WHEN IT comes to overhauling the nation’s broken immigration system, the brawl over the government shutdown and the debt limit has left Congress in a state of suspended animation, or sustained denial. The issue will not disappear. House Republicans, the major stumbling block to reform, got a reminder of that last month when the Pew Research Center reported that the number of illegal immigrants may be rising after three years of apparent stability.
The new estimates from Pew, which said about 11.7 million undocumented immigrants are living in the United States, coincided with disheartening news that a bipartisan group of House lawmakers has disbanded after trying for four years to find a compromise on immigration. Three of four Republican members of the so-called Gang of Seven quit, including two in recent days.
Many House Republicans quake at the prospect of primary challenges and the supposed hostility of the party’s base to anything that can plausibly be maligned as amnesty for unauthorized immigrants. Their fears are not conjured from thin air: Sen. Marco Rubio of Florida, once the Republican “It Boy,” has been vilified by some conservatives since he took a leading role on the immigration bill that emerged from the Senate in June.
The lesson is hardly surprising: It takes political courage to get important things done in Washington. Few House Republican leaders have shown anything approaching Mr. Rubio’s guts on immigration.

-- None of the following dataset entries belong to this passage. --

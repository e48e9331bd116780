//! Serde adapters for byte fields carried as standard padded base64.
//!
//! ```rust,ignore
//! #[derive(Serialize, Deserialize)]
//! struct Blob {
//!     #[serde(with = "aclife_protocol::b64")]
//!     data: Vec<u8>,
//! }
//! ```

use base64::{engine::general_purpose::STANDARD, Engine};
use serde::{Deserialize, Deserializer, Serializer};

/// Encodes bytes as base64.
pub fn encode(bytes: &[u8]) -> String {
    STANDARD.encode(bytes)
}

/// Decodes base64 into bytes.
pub fn decode(text: &str) -> Result<Vec<u8>, base64::DecodeError> {
    STANDARD.decode(text)
}

/// Serializes bytes as a base64 string.
pub fn serialize<S: Serializer>(bytes: &[u8], serializer: S) -> Result<S::Ok, S::Error> {
    serializer.serialize_str(&encode(bytes))
}

/// Deserializes a base64 string into bytes.
pub fn deserialize<'de, D: Deserializer<'de>>(deserializer: D) -> Result<Vec<u8>, D::Error> {
    let text = String::deserialize(deserializer)?;
    decode(&text).map_err(serde::de::Error::custom)
}

/// The same adapter for optional fields; `null` and absence both mean `None`.
pub mod option {
    use super::{decode, encode};
    use serde::{Deserialize, Deserializer, Serializer};

    /// Serializes optional bytes.
    pub fn serialize<S: Serializer>(
        bytes: &Option<Vec<u8>>,
        serializer: S,
    ) -> Result<S::Ok, S::Error> {
        match bytes {
            Some(bytes) => serializer.serialize_some(&encode(bytes)),
            None => serializer.serialize_none(),
        }
    }

    /// Deserializes optional bytes.
    pub fn deserialize<'de, D: Deserializer<'de>>(
        deserializer: D,
    ) -> Result<Option<Vec<u8>>, D::Error> {
        match Option::<String>::deserialize(deserializer)? {
            Some(text) => decode(&text).map(Some).map_err(serde::de::Error::custom),
            None => Ok(None),
        }
    }
}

We have chided Rep. Bob Goodlatte (R-Va.), the chair of the House Judiciary Committee, for suggesting that failing to enact an immigration bill was an acceptable course of action. More recently Mr. Goodlatte, whose committee handles most immigration bills, said he supports granting unauthorized immigrants some sort of legalized status that would permit them to stay and work in this country, though it would lack a special or certain path to citizenship.
Mr. Goodlatte floated that idea before, but he has yet to offer it as legislation. Doing so would take a dose of Rubionian courage and the resolve to confront elements in his own party that would regard legal status as a form of amnesty nearly as pernicious as the promise of citizenship itself.

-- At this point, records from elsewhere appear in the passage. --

#[cfg(test)]
mod tests {
    use super::client::{KdfParams, PasswordProofClient};
    use super::*;
    use crate::store::{FailPoint, MemoryStore};

    const FAST: KdfParams = KdfParams::new(8, 1, 1);

    fn service(store: &MemoryStore) -> AuthService {
        AuthService::new(
            &ServerConfig::default(),
            Arc::new(store.clone()),
            Arc::new(store.clone()),
        )
    }

    fn deadline() -> Deadline {
        Deadline::after(Duration::from_secs(30))
    }

    async fn registered(store: &MemoryStore, email: &str, password: &str) -> AuthService {
        let auth = service(store);
        let request = PasswordProofClient::new(FAST)
            .registration(email, password)
            .unwrap();
        auth.register(request, &deadline()).await.unwrap();
        auth
    }

    fn challenge(reply: LoginStartReply) -> LoginChallenge {
        match reply {
            LoginStartReply::Challenge(challenge) => challenge,
            LoginStartReply::Salt { .. } => panic!("expected a challenge"),
        }
    }

    #[tokio::test]
    async fn register_then_login() {
        let store = MemoryStore::new();
        let auth = registered(&store, "ada@example.com", "pw").await;
        let client = PasswordProofClient::new(FAST);

        let attempt = client.start_login("ada@example.com");
        let challenge = challenge(auth.login_start(attempt.request(), &deadline()).await.unwrap());
        assert_eq!(challenge.session_id.len(), 64);
        assert_eq!(auth.pending.len(), 1);

        let proof = attempt.respond("pw", &challenge).unwrap();
        let grant = auth
            .login_verify(proof.request.clone(), &deadline())
            .await
            .unwrap();
        assert!(proof.verify_server(&grant.reply.server_proof).is_ok());
        assert_eq!(grant.access_token.len(), 64);
        assert_eq!(store.session_count(), 1);
        assert!(auth.pending.is_empty());
    }

    #[tokio::test]
    async fn duplicate_registration_conflicts() {
        let store = MemoryStore::new();
        let auth = registered(&store, "ada@example.com", "pw").await;
        let again = PasswordProofClient::new(FAST)
            .registration("ada@example.com", "other")
            .unwrap();
        assert_eq!(
            auth.register(again, &deadline()).await,
            Err(ServerError::Conflict("Email already in use.".into()))
        );
        assert_eq!(store.account_count(), 1);
    }

    #[tokio::test]
    async fn registration_validates_before_storing() {
        let store = MemoryStore::new();
        let auth = service(&store);
        let mut request = PasswordProofClient::new(FAST)
            .registration("not-an-email", "pw")
            .unwrap();
        assert!(matches!(
            auth.register(request.clone(), &deadline()).await,
            Err(ServerError::InvalidInput(_))
        ));
        request.email = "ada@example.com".into();
        request.salt = vec![0; 17];
        assert!(auth.register(request, &deadline()).await.is_err());
        assert_eq!(store.account_count(), 0);
    }

    #[tokio::test]
    async fn salt_lookup_shape_does_not_reveal_existence() {
        let store = MemoryStore::new();
        let auth = registered(&store, "ada@example.com", "pw").await;
        let lookup = |email: &str| LoginStartRequest {
            email: email.into(),
            client_public: None,
        };

        let known = auth.login_start(lookup("ada@example.com"), &deadline()).await.unwrap();
        let unknown = auth.login_start(lookup("bob@example.com"), &deadline()).await.unwrap();
        let unknown_again = auth.login_start(lookup("bob@example.com"), &deadline()).await.unwrap();

        assert!(matches!(known, LoginStartReply::Salt { .. }));
        assert!(matches!(unknown, LoginStartReply::Salt { .. }));
        assert_eq!(known.salt().len(), unknown.salt().len());
        assert_eq!(unknown, unknown_again);
    }

    #[tokio::test]
    async fn short_protocol_salt_refused_at_registration() {
        let store = MemoryStore::new();
        let auth = service(&store);
        let mut request = PasswordProofClient::new(FAST)
            .registration("ada@example.com", "pw")
            .unwrap();
        request.srp_salt.truncate(8);
        assert!(matches!(
            auth.register(request, &deadline()).await,
            Err(ServerError::InvalidInput(_))
        ));
        assert_eq!(store.account_count(), 0);

        let unknown = auth
            .login_start(
                LoginStartRequest {
                    email: "ada@example.com".into(),
                    client_public: None,
                },
                &deadline(),
            )
            .await
            .unwrap();
        assert_eq!(unknown.salt().len(), PROTOCOL_SALT_LEN);
    }

    #[tokio::test]
    async fn malformed_ephemeral_matches_unknown_identity() {
        let store = MemoryStore::new();
        let auth = registered(&store, "ada@example.com", "pw").await;
        let start = |email: &str, a: Vec<u8>| LoginStartRequest {
            email: email.into(),
            client_public: Some(a),
        };

        let zero = auth
            .login_start(start("ada@example.com", vec![0; 512]), &deadline())
            .await
            .unwrap_err();
        let oversized = auth
            .login_start(start("ada@example.com", vec![1; 521]), &deadline())
            .await
            .unwrap_err();
        let unknown = auth
            .login_start(start("bob@example.com", vec![1; 512]), &deadline())
            .await
            .unwrap_err();

        assert_eq!(zero, unknown);
        assert_eq!(oversized, unknown);
        assert_eq!(unknown.public_message(), "Invalid credentials.");
        assert!(auth.pending.is_empty());
    }

    #[tokio::test]
    async fn session_id_is_single_use() {
        let store = MemoryStore::new();
        let auth = registered(&store, "ada@example.com", "pw").await;
        let attempt = PasswordProofClient::new(FAST).start_login("ada@example.com");
        let challenge = challenge(auth.login_start(attempt.request(), &deadline()).await.unwrap());
        let proof = attempt.respond("pw", &challenge).unwrap();

        assert!(auth.login_verify(proof.request.clone(), &deadline()).await.is_ok());
        assert_eq!(
            auth.login_verify(proof.request, &deadline()).await,
            Err(ServerError::Unauthorized(AuthFailure::ExpiredSession))
        );
    }

    #[tokio::test(flavor = "multi_thread", worker_threads = 4)]
    async fn racing_verifies_grant_one_session() {
        let store = MemoryStore::new();
        let auth = Arc::new(registered(&store, "ada@example.com", "pw").await);
        let attempt = PasswordProofClient::new(FAST).start_login("ada@example.com");
        let challenge = challenge(auth.login_start(attempt.request(), &deadline()).await.unwrap());
        let proof = attempt.respond("pw", &challenge).unwrap();

        let tasks: Vec<_> = (0..8)
            .map(|_| {
                let auth = Arc::clone(&auth);
                let request = proof.request.clone();
                tokio::spawn(async move { auth.login_verify(request, &deadline()).await })
            })
            .collect();

        let mut granted = 0;
        for task in tasks {
            match task.await.unwrap() {
                Ok(grant) => {
                    assert!(proof.verify_server(&grant.reply.server_proof).is_ok());
                    granted += 1;
                }
                Err(err) => {
                    assert_eq!(err, ServerError::Unauthorized(AuthFailure::ExpiredSession));
                }
            }
        }
        assert_eq!(granted, 1);
        assert_eq!(store.session_count(), 1);
        assert!(auth.pending.is_empty());
    }

    #[tokio::test]
    async fn wrong_identity_consumes_exchange() {
        let store = MemoryStore::new();
        let auth = registered(&store, "ada@example.com", "pw").await;
        let attempt = PasswordProofClient::new(FAST).start_login("ada@example.com");
        let challenge = challenge(auth.login_start(attempt.request(), &deadline()).await.unwrap());
        let mut proof = attempt.respond("pw", &challenge).unwrap().request;

        proof.email = "mallory@example.com".into();
        assert_eq!(
            auth.login_verify(proof.clone(), &deadline()).await,
            Err(ServerError::Unauthorized(AuthFailure::InvalidSession))
        );
        proof.email = "ada@example.com".into();
        assert_eq!(
            auth.login_verify(proof, &deadline()).await,
            Err(ServerError::Unauthorized(AuthFailure::ExpiredSession))
        );
    }

    #[tokio::test]
    async fn wrong_password_rejected() {
        let store = MemoryStore::new();
        let auth = registered(&store, "ada@example.com", "pw").await;
        let attempt = PasswordProofClient::new(FAST).start_login("ada@example.com");
        let challenge = challenge(auth.login_start(attempt.request(), &deadline()).await.unwrap());
        let proof = attempt.respond("not pw", &challenge).unwrap();

        assert_eq!(
            auth.login_verify(proof.request, &deadline()).await,
            Err(ServerError::invalid_credentials())
        );
        assert_eq!(store.session_count(), 0);
    }

    #[tokio::test]
    async fn session_store_failure_is_internal() {
        let store = MemoryStore::new();
        let auth = registered(&store, "ada@example.com", "pw").await;
        let attempt = PasswordProofClient::new(FAST).start_login("ada@example.com");
        let challenge = challenge(auth.login_start(attempt.request(), &deadline()).await.unwrap());
        let proof = attempt.respond("pw", &challenge).unwrap();

        store.fail_next(FailPoint::InsertSession);
        let err = auth.login_verify(proof.request, &deadline()).await.unwrap_err();
        assert!(err.is_server_error());
        assert_eq!(err.public_message(), "An unexpected error occurred.");
    }

    #[tokio::test]
    async fn logout_is_idempotent() {
        let store = MemoryStore::new();
        let auth = registered(&store, "ada@example.com", "pw").await;
        let attempt = PasswordProofClient::new(FAST).start_login("ada@example.com");
        let challenge = challenge(auth.login_start(attempt.request(), &deadline()).await.unwrap());
        let proof = attempt.respond("pw", &challenge).unwrap();
        let grant = auth.login_verify(proof.request, &deadline()).await.unwrap();

        auth.logout(&grant.access_token, &deadline()).await;
        assert_eq!(store.session_count(), 0);
        auth.logout(&grant.access_token, &deadline()).await;
        auth.logout("", &deadline()).await;
    }

    #[test]
    fn decoy_salt_depends_on_key() {
        let store = MemoryStore::new();
        let a = AuthService::new(
            &ServerConfig::default().with_salt_decoy_key(vec![1; 32]),
            Arc::new(store.clone()),
            Arc::new(store.clone()),
        );
        let b = AuthService::new(
            &ServerConfig::default().with_salt_decoy_key(vec![2; 32]),
            Arc::new(store.clone()),
            Arc::new(store),
        );
        let salt = a.decoy_salt("bob@example.com").unwrap();
        assert_eq!(salt.len(), PROTOCOL_SALT_LEN);
        assert_eq!(salt, a.decoy_salt("bob@example.com").unwrap());
        assert_ne!(salt, b.decoy_salt("bob@example.com").unwrap());
    }
}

By the same token, conferring legal status on millions of illegal immigrants would throw down a gauntlet to Democrats, many of whom regard it, with revulsion, as creating a new underclass of non-citizens who would be free to work but not free to vote. By introducing such a bill, Mr. Goodlatte might put Democrats in no less an awkward spot than his fellow Republicans.
At the least, it could restore momentum to a debate that has grown moribund since the Senate’s immigration bill met a brick wall with the House GOP. Until now, Republican leaders, including Mr. Goodlatte, have countenanced only stale ideas such as legislation that would turn the Southwest border into an armed camp of patrol officers and military equipment but do nothing to address the key issue of 11.7 million immigrants living here illegally. That won’t solve the problem, for the Republican Party or the country.